Look through the data below. Show each line where the string "This" occurs.

(Stored data)
- - - -

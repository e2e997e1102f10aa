//! Configuration layer for patch collection.
//!
//! This module provides:
//! - Partial configuration from TOML ([`RawConfig`], [`OverrideParams`])
//! - Default resolution with one probe read ([`ConfigResolver`])
//! - The resolved configuration read by collectors ([`ResolvedConfig`])
//! - CLI argument parsing for the resolver tool ([`Cli`], [`Command`])
//! - Configuration file generation ([`write_default_config`])
//! - Default values ([`defaults`])
//!
//! # Priority
//!
//! Every user-settable field is resolved with the following priority
//! (highest to lowest):
//!
//! 1. **Override parameters** - Values set by a parameter sweep
//! 2. **Raw configuration** - The caller's base configuration
//! 3. **Built-in defaults** - Constants, or values derived from the probe scan
//!
//! Neither input is modified, so a sweep can reuse one base configuration
//! for every parameter combination.
//!
//! # Derived Fields
//!
//! Scan width and height, boundary and layer counts, the number of B-scan
//! regions and the compute data type are never taken from the inputs. They are
//! recomputed on every resolution from the first input file, which is read
//! once with the data loader and once with the label loader.
//!
//! # Tiers
//!
//! Defaults that depend on other fields are resolved after them:
//!
//! 1. Scalars and flags, then loader lookup
//! 2. `regions_per_volume` and `label_ids`
//! 3. `clip` and `clip_range`
//! 4. Probe: scan geometry and boundary count
//! 5. Boundary and layer ranges
//! 6. B-scan regions and column sampling
//!
//! # Preconditions
//!
//! `patch_width` must be odd. This is not checked.

mod cli;
pub mod defaults;
mod error;
mod geometry;
mod layers;
mod preprocessing;
mod raw;
mod resolved;
mod resolver;

#[cfg(test)]
mod cli_tests;
#[cfg(test)]
mod resolved_tests;

use std::path::Path;

pub use cli::{Cli, Command};
pub use error::{ConfigError, field};
pub use geometry::{ClipRange, RegionBounds, one_based, subsample_columns};
pub use layers::{Layers, first_present};
pub use preprocessing::{Preprocessing, PreprocessingStep};
pub use raw::{OverrideParams, RawConfig, default_config_template};
pub use resolved::{ComputeDataType, PatchPosition, ResolvedConfig, ResolvedLoaders};
pub use resolver::ConfigResolver;

/// Writes the default configuration template to a file.
///
/// # Errors
///
/// Returns an error if the file cannot be written.
pub fn write_default_config(path: &Path) -> Result<(), ConfigError> {
    let template = default_config_template();
    std::fs::write(path, template).map_err(|e| ConfigError::FileWrite {
        path: path.to_path_buf(),
        source: e,
    })
}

- - - -

▶ RESULT OF THE EXERCISE
//! This module provides:
//! `patch_width` must be odd. This is not checked.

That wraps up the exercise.